In general, there are 10 major genera of clouds, in the Troposphere, which is a layer in the Earth’s atmosphere. Being the lowest layer of the atmosphere, it is a layer that houses the typical clouds that we can easily see.
While these cloud facts are unbeknownst to many, there exists a group of people around the world, with a hobby of cloudspotting, and this group of people is just starting to grow.
The lockdowns around the world in 2020, resulted in many staying at home, staring outside the windows, looking at the skies, the birds and the clouds. The Cloud Appreciation Society, founded in the UK, back in 2005, even saw a spike in people joining their membership. There are over 50 thousand paying members registered in the society.
However, to a complete beginner, how would one succeed in identifying their first cloud’s genus?
Issue & Solution
Someone that only started to have some interest in clouds might lose interest by the need to describe a cloud through text descriptions or by manually comparing images of different clouds from the internet. There are tons of possible cloud combinations, and some clouds types may be easily mistaken into another type.
Instead of providing the beginners, with images, word descriptions, why not leverage on the power of Machine Learning to try and let their smartphones detect the cloud type for them? Along the way, they can even ‘collect’ images of clouds that they have seen, of different types and species, all in the same app, for convenience.
The above is the idea of my new “Atmosphere” app.
Beginners get to know the genus of the cloud that they are seeing, with the specifically trained Object Recognition AI model working behind the scenes, to provide a live overlay, detecting and providing information to the user, all in real time. Simply tap the camera button, and they will be able to store the image of the cloud, together with the genus information that they have gotten.
More advanced users get to do more. When the image is saved, they can choose to add additional information, to their cloud image entry, and even edit the AI provided information.
One can easily export or share their cloud images, taken in the app, for use in other apps, social media, or photo library.
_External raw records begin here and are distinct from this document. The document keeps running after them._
//! Persistent authority of record
//!
//! [`FileTodoStore`] holds every user's lists and tasks and re-enforces the
//! tree rules on each write. [`ScopedTodoStore`] binds it to one user and
//! exposes it through [`TodoApi`](crate::api::TodoApi).

mod file_store;
mod scoped;

pub use file_store::FileTodoStore;
pub use scoped::ScopedTodoStore;
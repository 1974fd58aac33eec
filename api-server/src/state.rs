//! Application state

use std::path::{Path, PathBuf};
use std::sync::Arc;

use thiserror::Error;
use todo_core::FileTodoStore;

use crate::auth::{AuthError, AuthStore};
use crate::config::ServerConfig;

#[derive(Debug, Error)]
pub enum StateError {
    #[error("todo store: {0}")]
    Todo(#[from] todo_core::Error),
    #[error("auth store: {0}")]
    Auth(#[from] AuthError),
}

/// Shared application state
#[derive(Clone)]
pub struct AppState {
    inner: Arc<AppStateInner>,
}

struct AppStateInner {
    data_dir: PathBuf,
    todo_store: Arc<FileTodoStore>,
    auth_store: AuthStore,
}

impl AppState {
    /// Open the stores under the configured data directory
    pub async fn new(config: &ServerConfig) -> Result<Self, StateError> {
        let todo_store = FileTodoStore::new(config.todos_path()).await?;
        let auth_store = AuthStore::new(
            config.auth_dir(),
            config.jwt_secret.clone(),
            config.token_ttl_seconds,
        )
        .await?;

        Ok(Self {
            inner: Arc::new(AppStateInner {
                data_dir: config.data_dir.clone(),
                todo_store: Arc::new(todo_store),
                auth_store,
            }),
        })
    }

    pub fn data_dir(&self) -> &Path {
        &self.inner.data_dir
    }

    pub fn todo_store(&self) -> &FileTodoStore {
        &self.inner.todo_store
    }

    pub fn auth_store(&self) -> &AuthStore {
        &self.inner.auth_store
    }
}
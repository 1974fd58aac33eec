use std::sync::Arc;

use async_trait::async_trait;
use uuid::Uuid;

use super::FileTodoStore;
use crate::api::TodoApi;
use crate::list::TodoList;
use crate::task::{MoveRequest, NewTask, Task, TaskNode, TaskStatus};
use crate::Result;

/// A [`FileTodoStore`] acting on behalf of one user
#[derive(Clone)]
pub struct ScopedTodoStore {
    store: Arc<FileTodoStore>,
    owner: Uuid,
}

impl ScopedTodoStore {
    pub fn new(store: Arc<FileTodoStore>, owner: Uuid) -> Self {
        Self { store, owner }
    }

    pub fn owner(&self) -> Uuid {
        self.owner
    }

    pub fn store(&self) -> &Arc<FileTodoStore> {
        &self.store
    }
}

#[async_trait]
impl TodoApi for ScopedTodoStore {
    async fn list_tasks(&self, list_id: Uuid) -> Result<Vec<TaskNode>> {
        self.store.list_tasks(self.owner, list_id).await
    }

    async fn create_task(&self, task: NewTask) -> Result<Task> {
        self.store.create_task(self.owner, task).await
    }

    async fn update_status(&self, task_id: Uuid, status: TaskStatus) -> Result<()> {
        self.store.update_status(self.owner, task_id, status).await?;
        Ok(())
    }

    async fn move_task(&self, task_id: Uuid, target: MoveRequest) -> Result<()> {
        self.store.move_task(self.owner, task_id, target).await?;
        Ok(())
    }

    async fn delete_task(&self, task_id: Uuid) -> Result<()> {
        self.store.delete_task(self.owner, task_id).await?;
        Ok(())
    }

    async fn create_list(&self, title: &str) -> Result<TodoList> {
        self.store.create_list(self.owner, title).await
    }

    async fn list_lists(&self) -> Result<Vec<TodoList>> {
        self.store.lists(self.owner).await
    }

    async fn delete_list(&self, list_id: Uuid) -> Result<()> {
        self.store.delete_list(self.owner, list_id).await
    }
}
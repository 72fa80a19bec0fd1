//! The `slicesim` binary: exit status, report echo and error output.

use std::fs;
use std::path::Path;
use std::process::{Command, Output};

fn slicesim(output_dir: &Path, run_id: &str) -> Output {
    Command::new(env!("CARGO_BIN_EXE_slicesim"))
        .args(["--sim-time", "50ms", "--run-id", run_id, "--output-dir"])
        .arg(output_dir)
        .env_remove("RUST_LOG")
        .output()
        .expect("failed to launch slicesim")
}

#[test]
fn test_successful_run_echoes_report() {
    let dir = tempfile::tempdir().unwrap();

    let output = slicesim(dir.path(), "cli-run");

    assert_eq!(output.status.code(), Some(0));
    let stdout = String::from_utf8(output.stdout).unwrap();
    let report = fs::read_to_string(dir.path().join("cli-run")).unwrap();
    assert_eq!(stdout, report);
    assert!(stdout.contains("Flow 1 ("));
    assert!(stdout.contains("  Mean flow throughput: "));
}

#[test]
fn test_unopenable_report_exits_with_status_one() {
    let dir = tempfile::tempdir().unwrap();
    let missing = dir.path().join("missing");

    let output = slicesim(&missing, "cli-run");

    assert_eq!(output.status.code(), Some(1));
    let stderr = String::from_utf8(output.stderr).unwrap();
    let expected = format!("Can't open file {}", missing.join("cli-run").display());
    assert!(
        stderr.lines().any(|line| line == expected),
        "stderr was: {stderr}"
    );
    assert!(output.stdout.is_empty());
    assert!(!missing.exists());
}
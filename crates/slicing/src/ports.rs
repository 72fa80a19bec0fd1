//! Run-wide local port allocation.

use crate::SlicingError;

/// Hands out strictly increasing, never reused local ports.
///
/// Each slice asks for ports starting at its own base; the single counter
/// jumps forward to that base when the base is ahead of it and otherwise
/// keeps counting. One allocator serves the whole configuration phase, so no
/// two flows in a run ever share a port.
#[derive(Debug, Clone)]
pub struct PortAllocator {
    /// Next candidate port. Kept wider than `u16` so exhaustion is observable.
    next: u32,
    allocated: usize,
}

impl Default for PortAllocator {
    fn default() -> Self {
        Self::new()
    }
}

impl PortAllocator {
    /// Create an allocator that has issued nothing yet.
    pub fn new() -> Self {
        Self {
            next: 1,
            allocated: 0,
        }
    }

    /// Allocate the next unused port at or above `base`.
    pub fn allocate(&mut self, base: u16) -> Result<u16, SlicingError> {
        let port = self.next.max(base as u32);
        let port = u16::try_from(port).map_err(|_| SlicingError::PortsExhausted { base })?;
        self.next = port as u32 + 1;
        self.allocated += 1;
        Ok(port)
    }

    /// Number of ports handed out so far.
    pub fn allocated(&self) -> usize {
        self.allocated
    }
}
//! Core types shared by every slicing crate.
//!
//! Identifiers are thin newtypes so that a segment index can never be passed
//! where a slice index is expected. Radio quantities (frequencies, powers) are
//! plain `f64` values in SI units (Hz, dBm) because they are forwarded to the
//! external engine unchanged.

mod device;
mod flow;
mod identifiers;
mod qos;
mod rate;

pub use device::{DeviceHandle, DeviceRole};
pub use flow::{AdmissionRequest, FiveTuple, FlowFilter, Protocol, UnknownProtocol};
pub use identifiers::{BearerId, DeviceId, FlowId, SegmentId, SliceId};
pub use qos::{QosClass, TrafficClass, UnknownTrafficClass};
pub use rate::{DataRate, InvalidDataRate};
//! The event loop.

use crate::{EventQueue, FlowMonitor, SimEvent, SimulatedEngine};
use slicesim_core::{Action, Event, StateMachine, TimerId};
use slicesim_stats::FlowRecord;
use slicesim_traffic::TrafficGenerator;
use slicesim_types::{FiveTuple, FlowId};
use std::collections::HashMap;
use std::fmt;
use std::net::SocketAddrV4;
use std::time::Duration;
use tracing::{debug, info, trace, warn};

/// Index of an application installed on the runner.
#[derive(Debug, Clone, Copy, PartialEq, Eq, Hash, PartialOrd, Ord)]
pub struct AppId(pub usize);

impl fmt::Display for AppId {
    fn fmt(&self, f: &mut fmt::Formatter<'_>) -> fmt::Result {
        write!(f, "app-{}", self.0)
    }
}

/// Counters collected while the loop runs.
#[derive(Debug, Clone, Copy, Default, PartialEq, Eq)]
pub struct SimulationStats {
    pub events_processed: u64,
    pub packets_transmitted: u64,
    pub packets_delivered: u64,
    /// Packets the engine could not classify or that would arrive after the
    /// run ends.
    pub packets_dropped: u64,
    pub timers_cancelled: u64,
}

struct Application {
    generator: TrafficGenerator,
    /// Addressing of every packet the generator sends.
    tuple: FiveTuple,
    endpoint_open: bool,
    /// Pending timers, so a cancellation removes exactly this app's event.
    timers: HashMap<TimerId, crate::EventKey>,
}

/// Deterministic single-threaded runner.
///
/// Owns the virtual clock, the event queue, every installed generator and the
/// engine. Generators never see the queue: the runner turns their actions
/// into scheduled events and packets.
pub struct SimulationRunner {
    engine: SimulatedEngine,
    monitor: FlowMonitor,
    queue: EventQueue,
    applications: Vec<Application>,
    now: Duration,
    /// Virtual time at which the current run stops.
    end: Duration,
    stats: SimulationStats,
}

impl SimulationRunner {
    /// Create a runner around an engine that has already been configured.
    pub fn new(engine: SimulatedEngine) -> Self {
        Self {
            engine,
            monitor: FlowMonitor::new(),
            queue: EventQueue::new(),
            applications: Vec::new(),
            now: Duration::ZERO,
            end: Duration::ZERO,
            stats: SimulationStats::default(),
        }
    }

    /// Install a generator sending from `source`.
    pub fn add_application(&mut self, generator: TrafficGenerator, source: SocketAddrV4) -> AppId {
        let config = generator.config();
        let tuple = FiveTuple {
            source_address: *source.ip(),
            source_port: source.port(),
            destination_address: *config.destination.ip(),
            destination_port: config.destination.port(),
            protocol: config.protocol,
        };
        let id = AppId(self.applications.len());
        debug!(app = %id, %tuple, "Installed application");

        self.applications.push(Application {
            generator,
            tuple,
            endpoint_open: false,
            timers: HashMap::new(),
        });
        id
    }

    /// Deliver `Start` to `app` at `at`.
    pub fn schedule_start(&mut self, app: AppId, at: Duration) {
        self.queue.schedule(
            at,
            SimEvent::Application {
                app,
                event: Event::Start,
            },
        );
    }

    /// Deliver `Stop` to `app` at `at`.
    pub fn schedule_stop(&mut self, app: AppId, at: Duration) {
        self.queue.schedule(
            at,
            SimEvent::Application {
                app,
                event: Event::Stop,
            },
        );
    }

    /// Process every event due no later than `end`, then leave the clock at
    /// `end`. Events scheduled later stay queued.
    pub fn run_until(&mut self, end: Duration) {
        self.end = end;
        info!(end = ?end, applications = self.applications.len(), "Simulation started");

        while let Some((key, event)) = self.queue.pop_until(end) {
            self.now = key.time;
            self.stats.events_processed += 1;
            self.process(key, event);
        }
        self.now = self.now.max(end);

        info!(
            events = self.stats.events_processed,
            transmitted = self.stats.packets_transmitted,
            delivered = self.stats.packets_delivered,
            dropped = self.stats.packets_dropped,
            "Simulation finished"
        );
    }

    pub fn now(&self) -> Duration {
        self.now
    }

    pub fn stats(&self) -> &SimulationStats {
        &self.stats
    }

    pub fn engine(&self) -> &SimulatedEngine {
        &self.engine
    }

    pub fn monitor(&self) -> &FlowMonitor {
        &self.monitor
    }

    pub fn generator(&self, app: AppId) -> Option<&TrafficGenerator> {
        self.applications.get(app.0).map(|a| &a.generator)
    }

    /// Snapshot of every flow record, in flow-id order.
    pub fn flow_records(&self) -> Vec<FlowRecord> {
        self.monitor.records().copied().collect()
    }

    // ═══════════════════════════════════════════════════════════════════════
    // Event dispatch
    // ═══════════════════════════════════════════════════════════════════════

    fn process(&mut self, key: crate::EventKey, event: SimEvent) {
        match event {
            SimEvent::Application { app, event } => {
                let Some(application) = self.applications.get_mut(app.0) else {
                    warn!(app = %app, "Event for unknown application");
                    return;
                };
                if let Event::TimerFired(id) = event {
                    if application.timers.get(&id) == Some(&key) {
                        application.timers.remove(&id);
                    }
                }

                trace!(app = %app, event = event.type_name(), time = ?self.now, "Dispatch");
                let actions = application.generator.step(self.now, event);
                for action in actions {
                    self.execute(app, action);
                }
            }
            SimEvent::Deliver {
                flow,
                bytes,
                sent_at,
            } => {
                self.stats.packets_delivered += 1;
                self.monitor.record_rx(flow, bytes, sent_at, self.now);
            }
        }
    }

    fn execute(&mut self, app: AppId, action: Action) {
        let now = self.now;
        let Some(application) = self.applications.get_mut(app.0) else {
            return;
        };

        match action {
            Action::OpenEndpoint => {
                application.endpoint_open = true;
                trace!(app = %app, tuple = %application.tuple, "Endpoint open");
            }
            Action::CloseEndpoint => {
                application.endpoint_open = false;
                trace!(app = %app, "Endpoint closed");
            }
            Action::SetTimer { id, after } => {
                let key = self.queue.schedule(
                    now + after,
                    SimEvent::Application {
                        app,
                        event: Event::TimerFired(id),
                    },
                );
                application.timers.insert(id, key);
            }
            Action::CancelTimer { id } => {
                if let Some(key) = application.timers.remove(&id) {
                    if self.queue.cancel(key).is_some() {
                        self.stats.timers_cancelled += 1;
                    }
                }
            }
            Action::Transmit { bytes } => {
                if !application.endpoint_open {
                    warn!(app = %app, "Transmit on a closed endpoint");
                    return;
                }
                let tuple = application.tuple;
                self.transmit(tuple, bytes);
            }
        }
    }

    fn transmit(&mut self, tuple: FiveTuple, bytes: u32) {
        self.stats.packets_transmitted += 1;
        let flow = self.monitor.record_tx(tuple, bytes, self.now);

        let Some(route) = self.engine.classify(&tuple) else {
            self.drop_packet(flow, "unclassified");
            return;
        };
        let arrival = self.now + self.engine.transit_delay(&route);
        if arrival > self.end {
            self.drop_packet(flow, "arrives after end of run");
            return;
        }

        self.queue.schedule(
            arrival,
            SimEvent::Deliver {
                flow,
                bytes,
                sent_at: self.now,
            },
        );
    }

    fn drop_packet(&mut self, flow: FlowId, reason: &'static str) {
        self.stats.packets_dropped += 1;
        trace!(flow = %flow, reason, "Dropped packet");
    }
}

#[cfg(test)]
mod tests {
    use super::*;
    use crate::LinkConfig;
    use slicesim_core::{RadioConfig, RadioEngine};
    use slicesim_spectrum::{BandDefinition, SegmentDefinition, SpectrumPlan};
    use slicesim_traffic::{GeneratorState, TrafficGeneratorConfig};
    use slicesim_types::{
        AdmissionRequest, BearerId, DataRate, DeviceHandle, DeviceId, DeviceRole, FlowFilter,
        Protocol, QosClass, SegmentId, SliceId,
    };
    use std::net::Ipv4Addr;
    use tracing_test::traced_test;

    const UE_ADDRESS: Ipv4Addr = Ipv4Addr::new(7, 0, 0, 2);
    const HOST: SocketAddrV4 = SocketAddrV4::new(Ipv4Addr::new(1, 0, 0, 2), 49153);

    fn configured_engine(link: LinkConfig) -> SimulatedEngine {
        let mut engine = SimulatedEngine::new(link, 42).with_devices([DeviceHandle::new(
            DeviceId(1),
            DeviceRole::UserEquipment,
            UE_ADDRESS,
        )]);
        let plan = SpectrumPlan::build(
            &BandDefinition {
                center_frequency: 28e9,
                bandwidth: 3e9,
            },
            &[SegmentDefinition {
                center_frequency: 28e9,
                bandwidth: 400e6,
                numerology: 3,
            }],
            8.0,
        );
        engine.configure_spectrum(&plan, &RadioConfig::default()).unwrap();
        engine.route_qos(QosClass::GbrGaming, SegmentId(0)).unwrap();
        engine
            .activate_dedicated_bearer(&AdmissionRequest {
                device: DeviceId(1),
                bearer: BearerId(2),
                qos: QosClass::GbrGaming,
                filter: FlowFilter::point(FlowId(1), 1001, Protocol::Udp, SliceId(0)),
            })
            .unwrap();
        engine
    }

    fn fixed_link() -> LinkConfig {
        LinkConfig {
            link_delay: Duration::from_millis(1),
            max_jitter: Duration::ZERO,
        }
    }

    fn cbr_generator(budget: u32) -> TrafficGenerator {
        let config = TrafficGeneratorConfig::new(
            SocketAddrV4::new(UE_ADDRESS, 1001),
            1040,
            DataRate::from_bps(1_000_000),
        )
        .with_packet_budget(budget);
        TrafficGenerator::new(config).unwrap()
    }

    #[test]
    fn test_budget_limits_packets_and_spacing() {
        let mut runner = SimulationRunner::new(configured_engine(fixed_link()));
        let app = runner.add_application(cbr_generator(1000), HOST);
        runner.schedule_start(app, Duration::ZERO);
        runner.schedule_stop(app, Duration::from_secs(20));
        runner.run_until(Duration::from_secs(30));

        let records = runner.flow_records();
        assert_eq!(records.len(), 1);
        let record = records[0];
        assert_eq!(record.tx_packets, 1000);
        assert_eq!(record.rx_packets, 1000);
        assert_eq!(record.first_tx, Duration::ZERO);

        // 999 periods of 8.32 ms, plus 1 ms link and a 125 us slot.
        let delay = Duration::from_millis(1) + Duration::from_micros(125);
        assert_eq!(record.last_rx, Duration::from_micros(999 * 8320) + delay);
        assert_eq!(record.delay_sum, delay * 1000);
        assert_eq!(record.jitter_sum, Duration::ZERO);
        assert_eq!(
            runner.generator(app).map(|g| g.state()),
            Some(GeneratorState::Stopped)
        );
    }

    #[test]
    fn test_stop_prevents_further_sends() {
        let mut runner = SimulationRunner::new(configured_engine(fixed_link()));
        let app = runner.add_application(cbr_generator(1000), HOST);
        runner.schedule_start(app, Duration::ZERO);
        // Sends at 0, 8.32, ..., 99.84 ms: 13 packets before the stop.
        runner.schedule_stop(app, Duration::from_millis(100));
        runner.run_until(Duration::from_secs(1));

        let record = runner.flow_records()[0];
        assert_eq!(record.tx_packets, 13);
        assert_eq!(runner.generator(app).unwrap().sent(), 13);
        assert_eq!(runner.stats().timers_cancelled, 1);
        assert!(runner.engine().plan().is_some());
    }

    #[test]
    fn test_nanosecond_pacing_reaches_stop() {
        let config = TrafficGeneratorConfig::new(
            SocketAddrV4::new(UE_ADDRESS, 1001),
            1,
            DataRate::from_bps(3_000_000_000),
        )
        .with_packet_budget(100_000);
        let mut runner = SimulationRunner::new(configured_engine(fixed_link()));
        let app = runner.add_application(TrafficGenerator::new(config).unwrap(), HOST);
        runner.schedule_start(app, Duration::ZERO);
        // Sends every 3 ns at 0, 3, ..., 99 ns.
        runner.schedule_stop(app, Duration::from_nanos(100));
        runner.run_until(Duration::from_millis(1));

        assert_eq!(runner.generator(app).unwrap().sent(), 34);
        assert_eq!(runner.flow_records()[0].tx_packets, 34);
        assert_eq!(runner.stats().timers_cancelled, 1);
    }

    #[test]
    fn test_late_arrivals_are_dropped() {
        let mut runner = SimulationRunner::new(configured_engine(fixed_link()));
        let app = runner.add_application(cbr_generator(1000), HOST);
        runner.schedule_start(app, Duration::ZERO);
        runner.run_until(Duration::from_millis(100));

        let record = runner.flow_records()[0];
        // The packet sent at 99.84 ms would arrive after 100 ms.
        assert_eq!(record.tx_packets, 13);
        assert_eq!(record.rx_packets, 12);
        assert_eq!(runner.stats().packets_dropped, 1);
        assert_eq!(runner.now(), Duration::from_millis(100));
    }

    #[test]
    fn test_same_time_events_run_in_schedule_order() {
        let mut runner = SimulationRunner::new(configured_engine(fixed_link()));
        let first = runner.add_application(cbr_generator(1), SocketAddrV4::new(*HOST.ip(), 49153));
        let mut config = *cbr_generator(1).config();
        config.destination = SocketAddrV4::new(UE_ADDRESS, 1002);
        let second = runner.add_application(
            TrafficGenerator::new(config).unwrap(),
            SocketAddrV4::new(*HOST.ip(), 49154),
        );

        runner.schedule_start(second, Duration::from_millis(5));
        runner.schedule_start(first, Duration::from_millis(5));
        runner.run_until(Duration::from_secs(1));

        let ports: Vec<_> = runner
            .flow_records()
            .iter()
            .map(|r| r.tuple.destination_port)
            .collect();
        assert_eq!(ports, vec![1002, 1001]);
    }

    #[test]
    #[traced_test]
    fn test_unclassified_traffic_is_dropped() {
        let engine = SimulatedEngine::new(fixed_link(), 1);
        let mut runner = SimulationRunner::new(engine);
        let app = runner.add_application(cbr_generator(5), HOST);
        runner.schedule_start(app, Duration::ZERO);
        runner.run_until(Duration::from_secs(1));

        let record = runner.flow_records()[0];
        assert_eq!(record.tx_packets, 5);
        assert_eq!(record.rx_packets, 0);
        assert_eq!(runner.stats().packets_dropped, 5);
        assert!(logs_contain("Simulation finished"));
    }
}
//! Slice binding and flow admission.
//!
//! # Architecture
//!
//! ```text
//! class quotas + devices + spectrum plan
//!     │
//!     ▼
//! ┌─────────────────────────────────────────────────────────────┐
//! │ SliceBinding::bind                                          │
//! │   class i → segment i, devices split into contiguous groups │
//! │   install_routes: QoS class of slice i → segment i          │
//! └─────────────────────────────────────────────────────────────┘
//!     │
//!     ▼
//! ┌─────────────────────────────────────────────────────────────┐
//! │ FlowAdmissionController::admit_slice (once per slice)       │
//! │   1. next port from the run-wide PortAllocator              │
//! │   2. point FlowFilter on that port                          │
//! │   3. AdmissionRequest{device, bearer, qos, filter}          │
//! │   4. RadioEngine::activate_dedicated_bearer                 │
//! └─────────────────────────────────────────────────────────────┘
//! ```
//!
//! Configuration is sequential and finishes before the event loop starts,
//! so the port counter needs no synchronisation.

mod admission;
mod binding;
mod error;
mod ports;

pub use admission::{AdmissionConfig, BearerPolicy, FlowAdmissionController, SliceAdmission};
pub use binding::{ClassQuota, Slice, SliceBinding};
pub use error::SlicingError;
pub use ports::PortAllocator;
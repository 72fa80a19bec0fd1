//! Error types for slice binding and admission.

use slicesim_core::EngineError;
use slicesim_types::{DeviceId, SliceId, TrafficClass};
use thiserror::Error;

/// Errors raised while binding slices or admitting flows.
#[derive(Debug, Clone, PartialEq, Error)]
pub enum SlicingError {
    /// Device quotas do not add up to the number of devices supplied.
    #[error("Device quotas sum to {quota_sum} but {devices} devices were supplied")]
    QuotaMismatch { quota_sum: usize, devices: usize },

    /// The number of traffic classes differs from the number of carrier segments.
    #[error("{classes} traffic classes cannot be bound to {segments} carrier segments")]
    SegmentCountMismatch { classes: usize, segments: usize },

    /// The same traffic class was given to two slices.
    #[error("Traffic class {0} is bound to more than one slice")]
    DuplicateClass(TrafficClass),

    /// The same device was supplied more than once.
    #[error("{0} appears more than once in the device list")]
    DuplicateDevice(DeviceId),

    /// A device whose role cannot hold bearers was offered to a slice.
    #[error("{0} cannot be a slice member")]
    IneligibleDevice(DeviceId),

    /// Admission was requested for a slice the binding does not know.
    #[error("Unknown slice: {0}")]
    UnknownSlice(SliceId),

    /// No local port at or above the requested base is left.
    #[error("Local ports exhausted (base port {base})")]
    PortsExhausted { base: u16 },

    /// A device ran out of bearer identifiers.
    #[error("Bearer identifiers exhausted for {0}")]
    BearersExhausted(DeviceId),

    /// The engine refused part of the configuration.
    #[error(transparent)]
    Engine(#[from] EngineError),
}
Some snippets of facts of the clouds can also be viewed in the app.
Now that the app is out, let me walk you through on the process of making the Atmosphere app.
How it’s made
Firstly, I need an AI model, in order to be able to detect and classify clouds. First steps, naturally, is to start training a cloud recognition model. There are many ways to start training, but thankfully, since I am making an iOS app, I am able to simplify the process through the use of Apple’s Create ML, as there is no need to write any code.
The First Mistake 😕
At first, I chose the “Image Classification” template, and trained up my first model. Tested it with a few images that contained clouds, not from the training set, and while not very accurate, seems to work.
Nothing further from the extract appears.